• [PROBLEM REQUIREMENTS]: Pull every line containing "RawTable" from the listing below.
== DATA EXTRACTS ==
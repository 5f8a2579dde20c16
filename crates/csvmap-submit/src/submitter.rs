//! Submit step: guard, transform, post, log.

use tracing::{error, info};

use csvmap_map::MappingState;
use csvmap_model::{FieldLabelTable, RawTable, UploadPayload};

use crate::error::{Result, SubmitError};
use crate::payload::prepare_payload;
use crate::settings::SubmitSettings;
use crate::transport::Transport;

/// What a successful submit sent and got back.
#[derive(Debug, Clone, PartialEq, Eq)]
pub struct SubmitReceipt {
    pub records: usize,
    pub status: u16,
    pub body: String,
}

/// Sends the mapped records through a [`Transport`].
pub struct Submitter<T> {
    transport: T,
    settings: SubmitSettings,
    labels: FieldLabelTable,
}

impl<T: Transport> Submitter<T> {
    pub fn new(transport: T, settings: SubmitSettings) -> Self {
        Self {
            transport,
            settings,
            labels: FieldLabelTable::STANDARD,
        }
    }

    #[must_use]
    pub fn with_labels(mut self, labels: FieldLabelTable) -> Self {
        self.labels = labels;
        self
    }

    pub fn settings(&self) -> &SubmitSettings {
        &self.settings
    }

    /// Build the payload without sending it.
    ///
    /// Fails with [`SubmitError::NoSelection`] when no logical field is mapped.
    pub fn prepare(&self, table: &RawTable, state: &MappingState) -> Result<UploadPayload> {
        prepare_payload(table, state, &self.labels)
    }

    /// Transform and post in one go.
    ///
    /// Every failure is logged here before it is returned; nothing is retried.
    pub fn submit(&self, table: &RawTable, state: &MappingState) -> Result<SubmitReceipt> {
        let payload = self.prepare(table, state)?;
        let url = self.settings.endpoint_url().inspect_err(|err| {
            error!(error = %err, "Error uploading data");
        })?;

        info!(
            endpoint = %url,
            records = payload.record_count(),
            custom_fields = payload.custom_fields.len(),
            "Uploading mapped records"
        );

        match self.transport.post_json(&url, &payload) {
            Ok(response) => {
                info!(status = response.status, body = %response.body, "Upload successful");
                Ok(SubmitReceipt {
                    records: payload.record_count(),
                    status: response.status,
                    body: response.body,
                })
            }
            Err(err) => {
                match &err {
                    SubmitError::Status { status, body } => {
                        error!(status, body = %body, "Error uploading data");
                    }
                    other => error!(error = %other, "Error uploading data"),
                }
                Err(err)
            }
        }
    }
}
//! Settings for the upload endpoint.

use std::time::Duration;

use reqwest::Url;
use serde::{Deserialize, Serialize};

use crate::error::{Result, SubmitError};

/// Upload endpoint used when nothing else is configured.
pub const DEFAULT_ENDPOINT: &str = "http://127.0.0.1:8000/upload-csv/";

/// HTTP request timeout used when nothing else is configured.
pub const DEFAULT_TIMEOUT_SECS: u64 = 30;

/// Where and how to post the payload.
#[derive(Debug, Clone, PartialEq, Eq, Serialize, Deserialize)]
pub struct SubmitSettings {
    #[serde(default = "default_endpoint")]
    pub endpoint: String,
    #[serde(default = "default_timeout_secs")]
    pub timeout_secs: u64,
}

fn default_endpoint() -> String {
    DEFAULT_ENDPOINT.to_string()
}

fn default_timeout_secs() -> u64 {
    DEFAULT_TIMEOUT_SECS
}

impl Default for SubmitSettings {
    fn default() -> Self {
        Self {
            endpoint: default_endpoint(),
            timeout_secs: default_timeout_secs(),
        }
    }
}

impl SubmitSettings {
    #[must_use]
    pub fn with_endpoint(mut self, endpoint: impl Into<String>) -> Self {
        self.endpoint = endpoint.into();
        self
    }

    #[must_use]
    pub fn with_timeout_secs(mut self, secs: u64) -> Self {
        self.timeout_secs = secs;
        self
    }

    pub fn timeout(&self) -> Duration {
        Duration::from_secs(self.timeout_secs)
    }

    /// Parse the endpoint, accepting only http and https.
    pub fn endpoint_url(&self) -> Result<Url> {
        let url = Url::parse(&self.endpoint).map_err(|e| SubmitError::InvalidEndpoint {
            endpoint: self.endpoint.clone(),
            reason: e.to_string(),
        })?;
        match url.scheme() {
            "http" | "https" => Ok(url),
            other => Err(SubmitError::InvalidEndpoint {
                endpoint: self.endpoint.clone(),
                reason: format!("unsupported scheme '{other}'"),
            }),
        }
    }
}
===
• [WRITTEN ANSWER]:
use csvmap_model::{FieldLabelTable, RawTable, UploadPayload};
    pub fn prepare(&self, table: &RawTable, state: &MappingState) -> Result<UploadPayload> {
    pub fn submit(&self, table: &RawTable, state: &MappingState) -> Result<SubmitReceipt> {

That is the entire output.